僕は、長い夜がようやく開けたことを知った。

「それと、もしできるならば、病室に戻る時には、車椅子を使わずに、自分の足で歩いていってください。」

このとき、僕に迷いはなかった。

体に差し込まれたチューブは、右胸の二本だけになっていた。ひとつは体内の出血を排出するためのもの、もうひとつは体内に痛み止めの薬を注入するためのもの。これらがドレーンという5キロほどの医療機器につながれている。そのドレーンを引きながら歩く。

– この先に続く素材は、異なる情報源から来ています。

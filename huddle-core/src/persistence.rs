//! Interaction log
//!
//! Every routed request can be recorded for later review. Logging is fire
//! and forget: the orchestrator spawns the write and only reports failures
//! through `tracing`.

use crate::config::constants::agents::ORCHESTRATOR;
use crate::router::{IntentCategory, RouteError, RouteResponse, RouteStatus};
use anyhow::{Context, Result};
use async_trait::async_trait;
use chrono::{DateTime, Utc};
use parking_lot::Mutex;
use serde::{Deserialize, Serialize};
use std::path::{Path, PathBuf};
use tokio::io::AsyncWriteExt;
use tracing::warn;

/// Outcome of a logged interaction
#[derive(Debug, Clone, Copy, PartialEq, Eq, Serialize, Deserialize)]
#[serde(rename_all = "snake_case")]
pub enum InteractionStatus {
    Answered,
    NotFound,
    Guidance,
    /// Routing failed; `error` holds the reason
    Error,
}

impl From<RouteStatus> for InteractionStatus {
    fn from(status: RouteStatus) -> Self {
        match status {
            RouteStatus::Answered => InteractionStatus::Answered,
            RouteStatus::NotFound => InteractionStatus::NotFound,
            RouteStatus::Guidance => InteractionStatus::Guidance,
        }
    }
}

#[derive(Debug, Clone, PartialEq, Serialize, Deserialize)]
pub struct InteractionRecord {
    pub id: String,
    pub timestamp: DateTime<Utc>,
    pub request: String,
    pub response: String,
    pub source_agent: String,
    /// Unknown when routing failed
    #[serde(default)]
    pub category: Option<IntentCategory>,
    pub status: InteractionStatus,
    #[serde(default, skip_serializing_if = "Option::is_none")]
    pub error: Option<String>,
    pub served_from_cache: bool,
    pub latency_ms: u64,
}

impl InteractionRecord {
    pub fn new(request: &str, response: &RouteResponse) -> Self {
        Self {
            id: uuid::Uuid::new_v4().to_string(),
            timestamp: Utc::now(),
            request: request.to_string(),
            response: response.text.clone(),
            source_agent: response.source_agent.clone(),
            category: Some(response.category),
            status: response.status.into(),
            error: None,
            served_from_cache: response.served_from_cache,
            latency_ms: response.latency_ms,
        }
    }

    pub fn failed(request: &str, error: &RouteError, latency_ms: u64) -> Self {
        Self {
            id: uuid::Uuid::new_v4().to_string(),
            timestamp: Utc::now(),
            request: request.to_string(),
            response: String::new(),
            source_agent: error.agent().unwrap_or(ORCHESTRATOR).to_string(),
            category: None,
            status: InteractionStatus::Error,
            error: Some(error.to_string()),
            served_from_cache: false,
            latency_ms,
        }
    }
}

#[async_trait]
pub trait PersistenceStore: Send + Sync {
    async fn log_interaction(&self, record: InteractionRecord) -> Result<()>;

    /// Most recent records, oldest first
    async fn recent(&self, limit: usize) -> Result<Vec<InteractionRecord>>;
}

/// In-process store, mostly for tests
#[derive(Debug, Default)]
pub struct MemoryStore {
    records: Mutex<Vec<InteractionRecord>>,
}

impl MemoryStore {
    pub fn new() -> Self {
        Self::default()
    }

    pub fn len(&self) -> usize {
        self.records.lock().len()
    }

    pub fn is_empty(&self) -> bool {
        self.len() == 0
    }
}

#[async_trait]
impl PersistenceStore for MemoryStore {
    async fn log_interaction(&self, record: InteractionRecord) -> Result<()> {
        self.records.lock().push(record);
        Ok(())
    }

    async fn recent(&self, limit: usize) -> Result<Vec<InteractionRecord>> {
        let records = self.records.lock();
        let skip = records.len().saturating_sub(limit);
        Ok(records[skip..].to_vec())
    }
}

/// Append-only JSON lines file
#[derive(Debug, Clone)]
pub struct JsonlStore {
    path: PathBuf,
}

impl JsonlStore {
    pub fn new(path: impl Into<PathBuf>) -> Self {
        Self { path: path.into() }
    }

    pub fn path(&self) -> &Path {
        &self.path
    }
}

#[async_trait]
impl PersistenceStore for JsonlStore {
    async fn log_interaction(&self, record: InteractionRecord) -> Result<()> {
        let mut line =
            serde_json::to_string(&record).context("failed to serialize interaction record")?;
        line.push('\n');

        if let Some(parent) = self.path.parent() {
            if !parent.as_os_str().is_empty() {
                tokio::fs::create_dir_all(parent).await.with_context(|| {
                    format!("failed to create log directory: {}", parent.display())
                })?;
            }
        }

        let mut file = tokio::fs::OpenOptions::new()
            .create(true)
            .append(true)
            .open(&self.path)
            .await
            .with_context(|| format!("failed to open interaction log: {}", self.path.display()))?;
        file.write_all(line.as_bytes())
            .await
            .with_context(|| format!("failed to write interaction log: {}", self.path.display()))?;
        file.flush().await?;
        Ok(())
    }

    async fn recent(&self, limit: usize) -> Result<Vec<InteractionRecord>> {
        if !tokio::fs::try_exists(&self.path).await.unwrap_or(false) {
            return Ok(Vec::new());
        }
        let data = tokio::fs::read_to_string(&self.path)
            .await
            .with_context(|| format!("failed to read interaction log: {}", self.path.display()))?;

        let mut records = Vec::new();
        for (index, line) in data.lines().enumerate() {
            if line.trim().is_empty() {
                continue;
            }
            match serde_json::from_str::<InteractionRecord>(line) {
                Ok(record) => records.push(record),
                Err(err) => warn!(
                    path = %self.path.display(),
                    line = index + 1,
                    "skipping malformed interaction record: {}",
                    err
                ),
            }
        }

        let skip = records.len().saturating_sub(limit);
        Ok(records.split_off(skip))
    }
}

僕は、執刀医が言ったように、病室まで歩いて戻ることを選んだ。

肺がんになって弱い自分を知った。ずっと弱い意思や情けない気持ちでいた自分を変えたかった。

そのためには絶好の機会だと思った。

廊下の手すりにすがりつきながら、自分の足で、一歩ずつ、ドレーンを引きずって歩いた。容易には体が動かなかった。昨日は普通に歩いてきた病室までの帰り道がとても長かった。踏み出す一歩はとても重かった。それでも、ゆっくりと歩みを進めた。

「お帰りなさい!」

ナースステーションまでたどり着いたとき、そこにいた看護師のひとりが僕を見つけた。いっせいにまわりの看護師が拍手をしてくれた。思いがけない歓迎だった。

嬉しかった。

だから、ごく自然に、僕は、ほんとうに久しぶりに満面の笑みを浮かべた。